Pick out every line of the entries below where "threshold" occurs, and copy those lines.

Collected data entries:

^^^^^^^^^^^^^^^^

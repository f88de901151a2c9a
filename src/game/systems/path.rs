//! Waypoint following and stuck detection

use smallvec::SmallVec;
use tracing::{debug, warn};

use crate::game::agent::SpawnStatus;
use crate::game::nav::NavProvider;
use crate::util::vec2::Vec2;

/// How a target was routed
#[derive(Debug, Clone, Copy, PartialEq, Eq)]
pub enum RouteKind {
    /// Provider path plus the raw target
    Graph,
    /// No provider configured; single waypoint at the target
    Direct,
    /// Provider found nothing; single waypoint at the target
    Fallback,
}

/// Result of advancing along the waypoints
#[derive(Debug, Clone, Copy, PartialEq, Eq)]
pub enum FollowStatus {
    /// No target set
    Idle,
    Following,
    /// Last waypoint reached; the target has been cleared
    Arrived,
}

#[derive(Debug, Clone, Default)]
pub struct PathFollower {
    target: Option<Vec2>,
    waypoints: SmallVec<[Vec2; 16]>,
    cursor: usize,
}

impl PathFollower {
    pub fn new() -> Self {
        Self::default()
    }

    /// Route from `from` to `target` and reset the cursor. The cursor
    /// starts past the snapped start node when the agent is already beyond
    /// it, so a re-route never walks the agent back.
    pub fn set_target(
        &mut self,
        from: Vec2,
        target: Vec2,
        provider: Option<&dyn NavProvider>,
        min_spacing: f32,
        spawn: SpawnStatus,
    ) -> RouteKind {
        self.target = Some(target);
        self.cursor = 0;
        self.waypoints.clear();

        let Some(provider) = provider else {
            self.waypoints.push(target);
            return RouteKind::Direct;
        };

        let path = provider.find_path_for(from, target, spawn);
        if path.is_empty() {
            warn!(?from, ?target, "No path found, walking straight at target");
            self.waypoints.push(target);
            return RouteKind::Fallback;
        }

        let spacing_sq = min_spacing * min_spacing;
        for point in path {
            match self.waypoints.last() {
                Some(last) if last.distance_sq_to(point) < spacing_sq => {}
                _ => self.waypoints.push(point),
            }
        }
        // The raw target always survives coalescing
        match self.waypoints.last_mut() {
            Some(last) if last.distance_sq_to(target) < spacing_sq => *last = target,
            _ => self.waypoints.push(target),
        }
        if let [first, second, ..] = self.waypoints[..] {
            if from.distance_sq_to(second) < first.distance_sq_to(second) {
                self.cursor = 1;
            }
        }
        debug!(waypoints = self.waypoints.len(), cursor = self.cursor, ?target, "Path rebuilt");
        RouteKind::Graph
    }

    pub fn clear(&mut self) {
        self.target = None;
        self.waypoints.clear();
        self.cursor = 0;
    }

    #[inline]
    pub fn target(&self) -> Option<Vec2> {
        self.target
    }

    #[inline]
    pub fn waypoints(&self) -> &[Vec2] {
        &self.waypoints
    }

    #[inline]
    pub fn cursor(&self) -> usize {
        self.cursor
    }

    pub fn current_waypoint(&self) -> Option<Vec2> {
        self.target?;
        self.waypoints.get(self.cursor).copied()
    }

    /// Step the cursor past every waypoint already within reach
    pub fn advance(&mut self, position: Vec2, reach: f32, final_reach: f32) -> FollowStatus {
        if self.target.is_none() {
            return FollowStatus::Idle;
        }
        while let Some(&waypoint) = self.waypoints.get(self.cursor) {
            let is_last = self.cursor + 1 == self.waypoints.len();
            let threshold = if is_last { final_reach } else { reach };
            if position.distance_sq_to(waypoint) > threshold * threshold {
                return FollowStatus::Following;
            }
            self.cursor += 1;
        }
        self.clear();
        FollowStatus::Arrived
    }

    /// Unit direction toward the current waypoint, zero when idle
    pub fn desired_direction(&self, position: Vec2) -> Vec2 {
        self.current_waypoint()
            .map(|waypoint| (waypoint - position).normalize())
            .unwrap_or(Vec2::ZERO)
    }
}

/// Flags an agent that stopped making progress toward its target
#[derive(Debug, Clone, Copy, Default)]
pub struct StuckDetector {
    anchor: Vec2,
    since: f32,
}

impl StuckDetector {
    pub fn reset(&mut self, position: Vec2, now: f32) {
        self.anchor = position;
        self.since = now;
    }

    /// True once `timeout` seconds pass without moving `min_progress` away
    /// from the anchor. Re-anchors on progress and after firing.
    pub fn check(&mut self, position: Vec2, now: f32, min_progress: f32, timeout: f32) -> bool {
        if position.distance_sq_to(self.anchor) > min_progress * min_progress {
            self.reset(position, now);
            return false;
        }
        if now - self.since >= timeout {
            self.reset(position, now);
            return true;
        }
        false
    }
}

^^^^^^^^^^^^^^^^

** Task result **
            let threshold = if is_last { final_reach } else { reach };
            if position.distance_sq_to(waypoint) > threshold * threshold {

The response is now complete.